Un nuevo robo golpeó a un negocio familiar de Campo Quijano. La denuncia fue realizada por Federico, dueño de un carrito sanguchero ubicado a menos de una cuadra de la plaza principal, quien contó que al llegar este martes por la mañana encontraron el candado tirado y el interior revuelto. Según precisó, del lugar se llevaron dos parlantes y una garrafa de repuesto de 15 kilos. La familia señaló además que no es la primera vez que sufre un hecho parecido en ese punto del pueblo.
De acuerdo con el testimonio del comerciante, el carro había quedado cerrado cerca de las 2 de la madrugada, después de terminar la jornada laboral.
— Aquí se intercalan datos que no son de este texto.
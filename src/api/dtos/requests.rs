use chrono::{DateTime, NaiveDate, Utc};
use serde::Deserialize;

use crate::domain::models::booking::BookingStatus;
use crate::domain::models::service::{BookingWindow, CancellationPolicy};
use crate::domain::models::staff::{BreakWindow, WeekdayHours};

#[derive(Deserialize)]
pub struct CreateTenantRequest {
    pub name: String,
    pub slug: String,
}

#[derive(Deserialize)]
pub struct CreateCustomerRequest {
    pub first_name: String,
    pub last_name: String,
    pub email: String,
    pub phone: Option<String>,
}

#[derive(Deserialize)]
pub struct UpdateCustomerRequest {
    pub first_name: Option<String>,
    pub last_name: Option<String>,
    pub email: Option<String>,
    pub phone: Option<String>,
}

#[derive(Deserialize)]
pub struct CreateServiceRequest {
    pub name: String,
    pub description: Option<String>,
    pub duration_min: i32,
    #[serde(default)]
    pub buffer_min: i32,
    #[serde(default)]
    pub price: f64,
    pub max_capacity: Option<i32>,
    pub staff_required: Option<i32>,
    pub booking_window: Option<BookingWindow>,
    pub cancellation_policy: Option<CancellationPolicy>,
}

#[derive(Deserialize)]
pub struct UpdateServiceRequest {
    pub name: Option<String>,
    pub description: Option<String>,
    pub duration_min: Option<i32>,
    pub buffer_min: Option<i32>,
    pub price: Option<f64>,
    pub max_capacity: Option<i32>,
    pub staff_required: Option<i32>,
    pub booking_window: Option<BookingWindow>,
    pub cancellation_policy: Option<CancellationPolicy>,
    pub is_active: Option<bool>,
}

#[derive(Deserialize)]
pub struct CreateStaffRequest {
    pub first_name: String,
    pub last_name: String,
    pub email: String,
    #[serde(default)]
    pub working_hours: WeekdayHours,
    #[serde(default)]
    pub breaks: Vec<BreakWindow>,
    #[serde(default)]
    pub service_ids: Vec<String>,
}

#[derive(Deserialize)]
pub struct UpdateStaffRequest {
    pub first_name: Option<String>,
    pub last_name: Option<String>,
    pub email: Option<String>,
    pub working_hours: Option<WeekdayHours>,
    pub breaks: Option<Vec<BreakWindow>>,
    pub service_ids: Option<Vec<String>>,
    pub is_active: Option<bool>,
}

#[derive(Deserialize)]
pub struct CreateBookingRequest {
    pub customer_id: String,
    pub service_id: String,
    pub staff_id: Option<String>,
    pub start_time: DateTime<Utc>,
    #[serde(default)]
    pub deposit: f64,
    pub notes: Option<String>,
}

#[derive(Deserialize)]
pub struct UpdateBookingStatusRequest {
    pub status: BookingStatus,
    pub reason: Option<String>,
}

#[derive(Deserialize)]
pub struct CancelBookingRequest {
    pub reason: Option<String>,
}

#[derive(Deserialize)]
pub struct SlotsQuery {
    pub service_id: String,
    pub staff_id: Option<String>,
    pub date: NaiveDate,
}

#[derive(Deserialize)]
pub struct BookingListQuery {
    pub staff_id: Option<String>,
    pub customer_id: Option<String>,
    pub status: Option<BookingStatus>,
    pub from: Option<DateTime<Utc>>,
    pub to: Option<DateTime<Utc>>,
    pub limit: Option<i64>,
    pub offset: Option<i64>,
}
Luego, al regresar alrededor de las 9 para preparar la actividad de la noche, advirtieron que alguien había entrado. El caso volvió a encender la preocupación por la seguidilla de ataques contra trabajadores que dependen de sus herramientas para sostener el ingreso diario.
El robo en el negocio fue descubierto cuando llegaron a trabajar
Federico relató que la situación salió a la luz este martes, cuando la familia volvió al puesto para dejar todo listo antes de abrir por la noche. Allí vieron que el acceso había sido forzado y que había desorden dentro del carro.
En su testimonio explicó: “Nosotros terminamos de trabajar en el carro tipo 2 de la mañana y hoy tipo 9 llegamos para prepararnos para la venta de la noche. Vamos a abrir y nos damos con que estaba el candado tirado al costado y estaba todo revuelto adentro el carro”.
El comerciante detalló que entre los elementos sustraídos había “dos parlantes, uno grandecito que usamos para poner música, otro más chico y una garrafa que teníamos de repuesto de 15 kg”.
En Campo Quijano ya habían sufrido otro ataque contra el mismo emprendimiento
Según indicó Federico, no se trata del primer episodio contra el carrito sanguchero. El dueño del negocio aseguró que ya habían pasado por una situación similar, aunque esta vez los ladrones ingresaron directamente al interior del puesto.
“Ya es la segunda vez que nos pasa algo así, primero nos robaron de afuera, pero ahora se atrevieron a meterse dentro del carro. Estamos en una zona céntrica re tranquila, donde nos conocemos con los vecinos, pero bueno nos toca pasar estas situaciones”, afirmó.
La referencia al lugar no es menor: el puesto funciona en una zona céntrica de Campo Quijano, a poca distancia de la plaza principal, donde suelen circular vecinos y clientes.
La familia pidió datos sobre los objetos robados
Además de contar lo ocurrido, el comerciante remarcó el perjuicio que significa perder elementos de trabajo comprados con esfuerzo. “Como se dice vulgarmente nos rompemos el c** laburando de lunes a lunes con mi señora, haciendo todo para trabajar y que te pasen estas cosas es desafortunado y desagradable”, expresó.
La familia solicitó que, si alguien tiene información sobre los objetos robados o si se los ofrecen para la venta, se comuniquen al 0387-5039439 o a la dependencia policial más cercana.